• _How to complete this task_: Find the line holding "tag_id FROM news_tag" in the entries below. Give it again exactly, along with every line after it up to and including the line holding "id FROM tag".

• _Saved entries_:
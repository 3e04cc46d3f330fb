//! Domain models for the newsroom.
//!
//! These are validated domain objects returned by repositories and consumed by
//! services. HTTP request and response shapes live next to their routes.

pub mod account;
pub mod article;
pub mod category;
pub mod identity;
pub mod tag;

pub use account::{Account, AccountChanges, NewAccount};
pub use article::{Article, ArticleDraft, AuthorRef, CategoryRef, TagRef};
pub use category::{Category, CategoryDraft};
pub use identity::Identity;
pub use tag::{Tag, TagDraft};
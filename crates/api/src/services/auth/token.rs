//! Signed bearer tokens (HS256 JWT).

use chrono::{DateTime, Utc};
use jsonwebtoken::{Algorithm, DecodingKey, EncodingKey, Header, Validation, decode, encode};
use secrecy::ExposeSecret;
use serde::{Deserialize, Serialize};
use uuid::Uuid;

use newsdesk_core::{AccountId, AccountRole, Email};

use super::AuthError;
use crate::config::JwtConfig;
use crate::models::Identity;

/// Which identity variant a token was issued for.
#[derive(Debug, Clone, Copy, PartialEq, Eq, Serialize, Deserialize)]
#[serde(rename_all = "snake_case")]
pub enum TokenKind {
    Account,
    ConfiguredAdmin,
}

/// JWT claims.
#[derive(Debug, Clone, Serialize, Deserialize)]
pub struct Claims {
    /// Account ID (`0` for the configured admin).
    pub sub: String,
    pub email: String,
    /// Role code, see `AccountRole::code`.
    pub role: i32,
    pub kind: TokenKind,
    pub iat: i64,
    pub exp: i64,
    pub iss: String,
    pub aud: String,
    pub jti: String,
}

/// A freshly issued token.
#[derive(Debug, Clone)]
pub struct IssuedToken {
    pub token: String,
    pub expires_at: DateTime<Utc>,
}

/// Issues and verifies bearer tokens.
pub struct TokenService {
    encoding: EncodingKey,
    decoding: DecodingKey,
    issuer: String,
    audience: String,
    ttl: chrono::Duration,
}

impl TokenService {
    #[must_use]
    pub fn new(config: &JwtConfig) -> Self {
        let secret = config.secret.expose_secret().as_bytes();
        Self {
            encoding: EncodingKey::from_secret(secret),
            decoding: DecodingKey::from_secret(secret),
            issuer: config.issuer.clone(),
            audience: config.audience.clone(),
            ttl: config.ttl,
        }
    }

    /// Issue a token for `identity`, valid for the configured lifetime.
    ///
    /// # Errors
    ///
    /// Returns `AuthError::TokenCreation` if signing fails.
    pub fn issue(&self, identity: &Identity) -> Result<IssuedToken, AuthError> {
        self.issue_at(identity, Utc::now())
    }

    pub(crate) fn issue_at(
        &self,
        identity: &Identity,
        now: DateTime<Utc>,
    ) -> Result<IssuedToken, AuthError> {
        let expires_at = now + self.ttl;
        let (sub, kind) = match identity {
            Identity::Account { id, .. } => (id.to_string(), TokenKind::Account),
            Identity::ConfiguredAdmin { .. } => ("0".to_string(), TokenKind::ConfiguredAdmin),
        };

        let claims = Claims {
            sub,
            email: identity.email().to_string(),
            role: identity.role().code(),
            kind,
            iat: now.timestamp(),
            exp: expires_at.timestamp(),
            iss: self.issuer.clone(),
            aud: self.audience.clone(),
            jti: Uuid::new_v4().to_string(),
        };

        let token = encode(&Header::new(Algorithm::HS256), &claims, &self.encoding)
            .map_err(|e| AuthError::TokenCreation(e.to_string()))?;

        Ok(IssuedToken { token, expires_at })
    }

    /// Verify signature, expiry, issuer and audience, then rebuild the identity.
    ///
    /// # Errors
    ///
    /// Returns `AuthError::InvalidToken` for any rejected token.
    pub fn verify(&self, token: &str) -> Result<Identity, AuthError> {
        let mut validation = Validation::new(Algorithm::HS256);
        validation.set_issuer(&[&self.issuer]);
        validation.set_audience(&[&self.audience]);

        let claims = decode::<Claims>(token, &self.decoding, &validation)
            .map_err(|e| AuthError::InvalidToken(e.to_string()))?
            .claims;

        identity_from_claims(&claims)
    }
}

fn identity_from_claims(claims: &Claims) -> Result<Identity, AuthError> {
    let email = Email::parse(&claims.email)
        .map_err(|e| AuthError::InvalidToken(format!("bad email claim: {e}")))?;

    match claims.kind {
        TokenKind::ConfiguredAdmin => Ok(Identity::ConfiguredAdmin { email }),
        TokenKind::Account => {
            let id = claims
                .sub
                .parse::<i32>()
                .map_err(|e| AuthError::InvalidToken(format!("bad subject claim: {e}")))?;
            let role = AccountRole::from_code(claims.role)
                .map_err(|e| AuthError::InvalidToken(format!("bad role claim: {e}")))?;
            Ok(Identity::Account {
                id: AccountId::new(id),
                email,
                role,
            })
        }
    }
}
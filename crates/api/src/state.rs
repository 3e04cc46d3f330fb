//! Application state shared across handlers.

use std::sync::Arc;

use sqlx::SqlitePool;

use crate::config::ApiConfig;
use crate::services::auth::TokenService;

/// Application state shared across all handlers.
///
/// Cheaply cloneable via `Arc`.
#[derive(Clone)]
pub struct AppState {
    inner: Arc<AppStateInner>,
}

struct AppStateInner {
    config: ApiConfig,
    pool: SqlitePool,
    tokens: TokenService,
}

impl AppState {
    #[must_use]
    pub fn new(config: ApiConfig, pool: SqlitePool) -> Self {
        let tokens = TokenService::new(&config.jwt);
        Self {
            inner: Arc::new(AppStateInner {
                config,
                pool,
                tokens,
            }),
        }
    }

    #[must_use]
    pub fn config(&self) -> &ApiConfig {
        &self.inner.config
    }

    #[must_use]
    pub fn pool(&self) -> &SqlitePool {
        &self.inner.pool
    }

    /// Bearer token issuer and verifier.
    #[must_use]
    pub fn tokens(&self) -> &TokenService {
        &self.inner.tokens
    }
}
//! Article repository for database operations.
//!
//! Reads go through [`ArticleRepository`]. Writes that must share a
//! transaction with tag reconciliation are free functions taking a
//! `SqliteConnection`, so the caller owns the transaction boundary.

use std::collections::{HashMap, HashSet};

use chrono::{DateTime, Utc};
use sqlx::{QueryBuilder, Sqlite, SqliteConnection, SqlitePool};

use newsdesk_core::{AccountId, ArticleId, CategoryId, DateRange, TagId};

use super::{RepositoryError, map_constraint_error};
use crate::models::article::{Article, ArticleDraft, AuthorRef, CategoryRef, TagRef};

const REFERENCE_CONFLICT: &str = "Category not found";

const SELECT_ARTICLE: &str = r"
    SELECT n.id, n.title, n.headline, n.content, n.source, n.is_published,
           n.created_at, n.modified_at,
           n.category_id, c.name AS category_name,
           n.created_by_id, a.name AS author_name,
           n.updated_by_id
    FROM news_article n
    LEFT JOIN category c ON c.id = n.category_id
    LEFT JOIN system_account a ON a.id = n.created_by_id
";

/// Which articles a listing may see.
#[derive(Debug, Clone, Copy, PartialEq, Eq)]
pub enum ArticleScope {
    /// Every article, published or not.
    All,
    /// Only published articles.
    Published,
    /// Articles authored by one account.
    AuthoredBy(AccountId),
}

// =============================================================================
// Internal Row Types
// =============================================================================

#[derive(Debug, sqlx::FromRow)]
struct ArticleRow {
    id: i32,
    title: String,
    headline: String,
    content: Option<String>,
    source: Option<String>,
    is_published: bool,
    created_at: DateTime<Utc>,
    modified_at: DateTime<Utc>,
    category_id: Option<i32>,
    category_name: Option<String>,
    created_by_id: Option<i32>,
    author_name: Option<String>,
    updated_by_id: Option<i32>,
}

#[derive(Debug, sqlx::FromRow)]
struct ArticleTagRow {
    article_id: i32,
    tag_id: i32,
    tag_name: String,
}

impl ArticleRow {
    fn into_article(self, tags: Vec<TagRef>) -> Result<Article, RepositoryError> {
        let category = match (self.category_id, self.category_name) {
            (Some(id), Some(name)) => Some(CategoryRef {
                id: CategoryId::new(id),
                name,
            }),
            (None, _) => None,
            (Some(id), None) => {
                return Err(RepositoryError::DataCorruption(format!(
                    "article {} references missing category {id}",
                    self.id
                )));
            }
        };
        let author = match (self.created_by_id, self.author_name) {
            (Some(id), Some(name)) => Some(AuthorRef {
                id: AccountId::new(id),
                name,
            }),
            (None, _) => None,
            (Some(id), None) => {
                return Err(RepositoryError::DataCorruption(format!(
                    "article {} references missing author {id}",
                    self.id
                )));
            }
        };

        Ok(Article {
            id: ArticleId::new(self.id),
            title: self.title,
            headline: self.headline,
            content: self.content,
            source: self.source,
            is_published: self.is_published,
            created_at: self.created_at,
            modified_at: self.modified_at,
            category,
            author,
            updated_by: self.updated_by_id.map(AccountId::new),
            tags,
        })
    }
}

/// Attach tag rows to their article rows, preserving article order.
fn assemble(
    rows: Vec<ArticleRow>,
    tag_rows: Vec<ArticleTagRow>,
) -> Result<Vec<Article>, RepositoryError> {
    let mut tags_by_article: HashMap<i32, Vec<TagRef>> = HashMap::new();
    for row in tag_rows {
        tags_by_article.entry(row.article_id).or_default().push(TagRef {
            id: TagId::new(row.tag_id),
            name: row.tag_name,
        });
    }

    rows.into_iter()
        .map(|row| {
            let tags = tags_by_article.remove(&row.id).unwrap_or_default();
            row.into_article(tags)
        })
        .collect()
}

// =============================================================================
// Repository
// =============================================================================

/// Repository for article reads and single-statement writes.
pub struct ArticleRepository<'a> {
    pool: &'a SqlitePool,
}

impl<'a> ArticleRepository<'a> {
    /// Create a new article repository.
    #[must_use]
    pub const fn new(pool: &'a SqlitePool) -> Self {
        Self { pool }
    }

    /// List articles in `scope`, newest first.
    ///
    /// # Errors
    ///
    /// Returns `RepositoryError::Database` if a query fails.
    /// Returns `RepositoryError::DataCorruption` if a reference cannot be resolved.
    pub async fn list(&self, scope: ArticleScope) -> Result<Vec<Article>, RepositoryError> {
        let mut query = QueryBuilder::<Sqlite>::new(SELECT_ARTICLE);
        match scope {
            ArticleScope::All => {}
            ArticleScope::Published => {
                query.push(" WHERE n.is_published = 1");
            }
            ArticleScope::AuthoredBy(author) => {
                query.push(" WHERE n.created_by_id = ").push_bind(author);
            }
        }
        query.push(" ORDER BY n.created_at DESC, n.id DESC");

        let rows = query
            .build_query_as::<ArticleRow>()
            .fetch_all(self.pool)
            .await?;
        let tag_rows = self.all_tag_rows().await?;

        assemble(rows, tag_rows)
    }

    /// Articles created inside `range`, newest first (ties broken by ID, descending).
    ///
    /// # Errors
    ///
    /// Returns `RepositoryError::Database` if a query fails.
    /// Returns `RepositoryError::DataCorruption` if a reference cannot be resolved.
    pub async fn created_within(&self, range: &DateRange) -> Result<Vec<Article>, RepositoryError> {
        let lower = range.lower_bound();
        let upper = range.upper_bound_exclusive();

        let rows = sqlx::query_as::<_, ArticleRow>(&format!(
            "{SELECT_ARTICLE}
             WHERE (? IS NULL OR n.created_at >= ?)
               AND (? IS NULL OR n.created_at < ?)
             ORDER BY n.created_at DESC, n.id DESC"
        ))
        .bind(lower)
        .bind(lower)
        .bind(upper)
        .bind(upper)
        .fetch_all(self.pool)
        .await?;
        let tag_rows = self.all_tag_rows().await?;

        assemble(rows, tag_rows)
    }

    /// Get an article by ID.
    ///
    /// # Errors
    ///
    /// Returns `RepositoryError::Database` if a query fails.
    /// Returns `RepositoryError::DataCorruption` if a reference cannot be resolved.
    pub async fn get_by_id(&self, id: ArticleId) -> Result<Option<Article>, RepositoryError> {
        let row = sqlx::query_as::<_, ArticleRow>(&format!("{SELECT_ARTICLE} WHERE n.id = ?"))
            .bind(id)
            .fetch_optional(self.pool)
            .await?;

        let Some(row) = row else {
            return Ok(None);
        };

        let tag_rows = sqlx::query_as::<_, ArticleTagRow>(
            r"
            SELECT nt.article_id, t.id AS tag_id, t.name AS tag_name
            FROM news_tag nt
            JOIN tag t ON t.id = nt.tag_id
            WHERE nt.article_id = ?
            ORDER BY t.id
            ",
        )
        .bind(id)
        .fetch_all(self.pool)
        .await?;

        assemble(vec![row], tag_rows).map(|mut articles| articles.pop())
    }

    /// Delete an article. Its tag associations cascade.
    ///
    /// # Errors
    ///
    /// Returns `RepositoryError::NotFound` if the article does not exist.
    pub async fn delete(&self, id: ArticleId) -> Result<(), RepositoryError> {
        let result = sqlx::query("DELETE FROM news_article WHERE id = ?")
            .bind(id)
            .execute(self.pool)
            .await?;

        if result.rows_affected() == 0 {
            return Err(RepositoryError::NotFound);
        }
        Ok(())
    }

    async fn all_tag_rows(&self) -> Result<Vec<ArticleTagRow>, RepositoryError> {
        let rows = sqlx::query_as::<_, ArticleTagRow>(
            r"
            SELECT nt.article_id, t.id AS tag_id, t.name AS tag_name
            FROM news_tag nt
            JOIN tag t ON t.id = nt.tag_id
            ORDER BY nt.article_id, t.id
            ",
        )
        .fetch_all(self.pool)
        .await?;

        Ok(rows)
    }
}

// =============================================================================
// Transaction-scoped Writes
// =============================================================================

/// Insert an article row and return its ID.
///
/// # Errors
///
/// Returns `RepositoryError::Conflict` if the category reference is dangling.
pub async fn insert(
    conn: &mut SqliteConnection,
    draft: &ArticleDraft,
    author: Option<AccountId>,
    now: DateTime<Utc>,
) -> Result<ArticleId, RepositoryError> {
    sqlx::query_scalar::<_, ArticleId>(
        r"
        INSERT INTO news_article
            (title, headline, content, source, is_published, category_id,
             created_by_id, updated_by_id, created_at, modified_at)
        VALUES (?, ?, ?, ?, ?, ?, ?, ?, ?, ?)
        RETURNING id
        ",
    )
    .bind(&draft.title)
    .bind(&draft.headline)
    .bind(draft.content.as_deref())
    .bind(draft.source.as_deref())
    .bind(draft.is_published)
    .bind(draft.category_id)
    .bind(author)
    .bind(author)
    .bind(now)
    .bind(now)
    .fetch_one(conn)
    .await
    .map_err(|e| map_constraint_error(e, REFERENCE_CONFLICT))
}

/// Overwrite an article's editable fields, record the modifier and refresh
/// `modified_at`. The author is never touched.
///
/// # Errors
///
/// Returns `RepositoryError::NotFound` if the article does not exist.
/// Returns `RepositoryError::Conflict` if the category reference is dangling.
pub async fn update(
    conn: &mut SqliteConnection,
    id: ArticleId,
    draft: &ArticleDraft,
    modifier: Option<AccountId>,
    now: DateTime<Utc>,
) -> Result<(), RepositoryError> {
    let result = sqlx::query(
        r"
        UPDATE news_article
        SET title = ?, headline = ?, content = ?, source = ?, is_published = ?,
            category_id = ?, updated_by_id = ?, modified_at = ?
        WHERE id = ?
        ",
    )
    .bind(&draft.title)
    .bind(&draft.headline)
    .bind(draft.content.as_deref())
    .bind(draft.source.as_deref())
    .bind(draft.is_published)
    .bind(draft.category_id)
    .bind(modifier)
    .bind(now)
    .bind(id)
    .execute(conn)
    .await
    .map_err(|e| map_constraint_error(e, REFERENCE_CONFLICT))?;

    if result.rows_affected() == 0 {
        return Err(RepositoryError::NotFound);
    }
    Ok(())
}

/// Tag IDs currently attached to an article.
///
/// # Errors
///
/// Returns `RepositoryError::Database` if the query fails.
pub async fn attached_tag_ids(
    conn: &mut SqliteConnection,
    article: ArticleId,
) -> Result<Vec<TagId>, RepositoryError> {
    let ids = sqlx::query_scalar::<_, TagId>(
        "SELECT tag_id FROM news_tag WHERE article_id = ? ORDER BY tag_id",
    )
    .bind(article)
    .fetch_all(conn)
    .await?;

    Ok(ids)
}

/// The subset of `requested` that exists in the tag table.
///
/// # Errors
///
/// Returns `RepositoryError::Database` if the query fails.
pub async fn existing_tag_ids(
    conn: &mut SqliteConnection,
    requested: &[TagId],
) -> Result<HashSet<TagId>, RepositoryError> {
    if requested.is_empty() {
        return Ok(HashSet::new());
    }

    let mut query = QueryBuilder::<Sqlite>::new("SELECT id FROM tag WHERE id IN (");
    let mut separated = query.separated(", ");
    for id in requested {
        separated.push_bind(*id);
    }
    separated.push_unseparated(")");

    let ids = query.build_query_scalar::<TagId>().fetch_all(conn).await?;
    Ok(ids.into_iter().collect())
}

/// Attach one tag to an article. Attaching an existing pair is a no-op.
///
/// # Errors
///
/// Returns `RepositoryError::Database` if the statement fails.
pub async fn attach_tag(
    conn: &mut SqliteConnection,
    article: ArticleId,
    tag: TagId,
) -> Result<(), RepositoryError> {
    sqlx::query("INSERT OR IGNORE INTO news_tag (article_id, tag_id) VALUES (?, ?)")
        .bind(article)
        .bind(tag)
        .execute(conn)
        .await?;
    Ok(())
}

/// Detach one tag from an article.
///
/// # Errors
///
/// Returns `RepositoryError::Database` if the statement fails.
pub async fn detach_tag(
    conn: &mut SqliteConnection,
    article: ArticleId,
    tag: TagId,
) -> Result<(), RepositoryError> {
    sqlx::query("DELETE FROM news_tag WHERE article_id = ? AND tag_id = ?")
        .bind(article)
        .bind(tag)
        .execute(conn)
        .await?;
    Ok(())
}
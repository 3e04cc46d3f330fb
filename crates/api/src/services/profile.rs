//! Self-service profile operations for the signed-in caller.

use sqlx::SqlitePool;

use newsdesk_core::{AccountRole, Email};

use crate::config::ConfiguredAdmin;
use crate::db::AccountRepository;
use crate::error::AppError;
use crate::models::{Account, Identity};
use crate::services::accounts::{MAX_EMAIL_LENGTH, MAX_NAME_LENGTH, parse_email};
use crate::services::auth::{hash_password, verify_password};
use crate::services::policy::{SelfServiceChange, ensure_self_service_mutation};
use crate::services::validation::{Violations, ensure_unique};

/// The caller's own profile.
#[derive(Debug, Clone, PartialEq, Eq)]
pub struct Profile {
    /// Account ID, `0` for the configured admin.
    pub account_id: i32,
    pub name: String,
    pub email: Email,
    pub role: AccountRole,
}

impl Profile {
    #[must_use]
    pub fn from_account(account: &Account) -> Self {
        Self {
            account_id: account.id.as_i32(),
            name: account.name.clone(),
            email: account.email.clone(),
            role: account.role,
        }
    }

    #[must_use]
    pub fn configured_admin(admin: &ConfiguredAdmin) -> Self {
        Self {
            account_id: 0,
            name: admin.name.clone(),
            email: admin.email.clone(),
            role: AccountRole::Admin,
        }
    }
}

/// Self-service operations.
pub struct ProfileService<'a> {
    accounts: AccountRepository<'a>,
    admin: &'a ConfiguredAdmin,
}

impl<'a> ProfileService<'a> {
    #[must_use]
    pub const fn new(pool: &'a SqlitePool, admin: &'a ConfiguredAdmin) -> Self {
        Self {
            accounts: AccountRepository::new(pool),
            admin,
        }
    }

    /// Read the caller's profile.
    ///
    /// # Errors
    ///
    /// Returns `AppError::NotFound` if the caller's account no longer exists.
    pub async fn get(&self, identity: &Identity) -> Result<Profile, AppError> {
        match identity {
            Identity::ConfiguredAdmin { .. } => Ok(Profile::configured_admin(self.admin)),
            Identity::Account { id, .. } => {
                let account = self
                    .accounts
                    .get_by_id(*id)
                    .await?
                    .ok_or_else(|| AppError::NotFound("Account not found".to_string()))?;
                Ok(Profile::from_account(&account))
            }
        }
    }

    /// Change the caller's name and/or email. Absent fields keep their value.
    ///
    /// # Errors
    ///
    /// Returns `AppError::BadRequest` for admins or invalid input,
    /// `AppError::Conflict` if the email belongs to another account, and
    /// `AppError::NotFound` if the caller's account no longer exists.
    pub async fn update_info(
        &self,
        identity: &Identity,
        name: Option<&str>,
        email: Option<&str>,
    ) -> Result<Profile, AppError> {
        ensure_self_service_mutation(identity, SelfServiceChange::Profile)?;
        let account = self.own_account(identity).await?;

        let mut violations = Violations::new();
        if name.is_some() {
            violations
                .required("accountName", name)
                .max_len("accountName", name, MAX_NAME_LENGTH);
        }
        violations.max_len("accountEmail", email, MAX_EMAIL_LENGTH);
        let parsed_email = email.map(|raw| parse_email(raw, &mut violations));
        violations.finish()?;

        let name = name.map_or_else(|| account.name.clone(), |n| n.trim().to_string());
        let email = parsed_email.flatten().unwrap_or_else(|| account.email.clone());

        ensure_unique(&self.accounts, email.as_str(), Some(account.id)).await?;
        let updated = self.accounts.update_profile(account.id, &name, &email).await?;

        tracing::info!(account_id = %account.id, "Profile updated");
        Ok(Profile::from_account(&updated))
    }

    /// Change the caller's password after checking the current one.
    ///
    /// # Errors
    ///
    /// Returns `AppError::BadRequest` for admins, a blank new password, or a
    /// wrong current password.
    pub async fn change_password(
        &self,
        identity: &Identity,
        current_password: &str,
        new_password: &str,
    ) -> Result<(), AppError> {
        ensure_self_service_mutation(identity, SelfServiceChange::Password)?;
        let account = self.own_account(identity).await?;

        let mut violations = Violations::new();
        violations
            .required("currentPassword", Some(current_password))
            .required("newPassword", Some(new_password));
        violations.finish()?;

        let stored = self
            .accounts
            .password_hash(account.id)
            .await?
            .ok_or_else(|| AppError::NotFound("Account not found".to_string()))?;
        if verify_password(current_password, &stored).is_err() {
            return Err(AppError::BadRequest(
                "Current password is incorrect".to_string(),
            ));
        }

        let hash = hash_password(new_password)?;
        self.accounts.update_password(account.id, &hash).await?;

        tracing::info!(account_id = %account.id, "Password changed");
        Ok(())
    }

    async fn own_account(&self, identity: &Identity) -> Result<Account, AppError> {
        let Some(id) = identity.account_id() else {
            return Err(AppError::BadRequest(
                "Admin profile cannot be changed via API".to_string(),
            ));
        };
        self.accounts
            .get_by_id(id)
            .await?
            .ok_or_else(|| AppError::NotFound("Account not found".to_string()))
    }
}
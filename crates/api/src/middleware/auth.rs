//! Bearer token extractors.
//!
//! The decoded [`Identity`] is handed to the handler as an argument; nothing
//! is stored on the request beyond the handler call.

use axum::{
    extract::{FromRef, FromRequestParts},
    http::{header, request::Parts},
};

use crate::error::AppError;
use crate::models::Identity;
use crate::state::AppState;

/// Extractor that requires a valid bearer token.
///
/// # Example
///
/// ```rust,ignore
/// async fn protected_handler(
///     RequireAuth(identity): RequireAuth,
/// ) -> impl IntoResponse {
///     format!("Hello, {}!", identity.email())
/// }
/// ```
pub struct RequireAuth(pub Identity);

impl<S> FromRequestParts<S> for RequireAuth
where
    AppState: FromRef<S>,
    S: Send + Sync,
{
    type Rejection = AppError;

    async fn from_request_parts(parts: &mut Parts, state: &S) -> Result<Self, Self::Rejection> {
        let token = bearer_token(parts)
            .ok_or_else(|| AppError::Unauthorized("missing bearer token".to_string()))?;

        let state = AppState::from_ref(state);
        let identity = state.tokens().verify(token).map_err(|e| {
            tracing::debug!(error = %e, "Bearer token rejected");
            AppError::from(e)
        })?;

        Ok(Self(identity))
    }
}

/// Extractor that decodes a bearer token when one is present.
///
/// A missing or invalid token yields `None` rather than a rejection.
pub struct OptionalAuth(pub Option<Identity>);

impl<S> FromRequestParts<S> for OptionalAuth
where
    AppState: FromRef<S>,
    S: Send + Sync,
{
    type Rejection = std::convert::Infallible;

    async fn from_request_parts(parts: &mut Parts, state: &S) -> Result<Self, Self::Rejection> {
        let state = AppState::from_ref(state);
        let identity = bearer_token(parts).and_then(|token| state.tokens().verify(token).ok());

        Ok(Self(identity))
    }
}

/// The token from an `Authorization: Bearer <token>` header.
fn bearer_token(parts: &Parts) -> Option<&str> {
    let value = parts.headers.get(header::AUTHORIZATION)?.to_str().ok()?;
    let (scheme, token) = value.split_once(' ')?;
    let token = token.trim();

    (scheme.eq_ignore_ascii_case("bearer") && !token.is_empty()).then_some(token)
}

#[cfg(test)]
#[allow(clippy::unwrap_used)]
mod tests {
    use super::*;
    use axum::http::Request;

    fn parts(authorization: Option<&str>) -> Parts {
        let mut builder = Request::builder().uri("/odata/me");
        if let Some(value) = authorization {
            builder = builder.header(header::AUTHORIZATION, value);
        }
        builder.body(()).unwrap().into_parts().0
    }

    #[test]
    fn test_bearer_token_parsing() {
        assert_eq!(bearer_token(&parts(Some("Bearer abc.def"))), Some("abc.def"));
        assert_eq!(bearer_token(&parts(Some("bearer abc"))), Some("abc"));
        assert_eq!(bearer_token(&parts(Some("Basic abc"))), None);
        assert_eq!(bearer_token(&parts(Some("Bearer "))), None);
        assert_eq!(bearer_token(&parts(None)), None);
    }
}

• _Response area_:
        "SELECT tag_id FROM news_tag WHERE article_id = ? ORDER BY tag_id",
    )
    .bind(article)
    .fetch_all(conn)
    .await?;

    Ok(ids)
}

/// The subset of `requested` that exists in the tag table.
///
/// # Errors
///
/// Returns `RepositoryError::Database` if the query fails.
pub async fn existing_tag_ids(
    conn: &mut SqliteConnection,
    requested: &[TagId],
) -> Result<HashSet<TagId>, RepositoryError> {
    if requested.is_empty() {
        return Ok(HashSet::new());
    }

    let mut query = QueryBuilder::<Sqlite>::new("SELECT id FROM tag WHERE id IN (");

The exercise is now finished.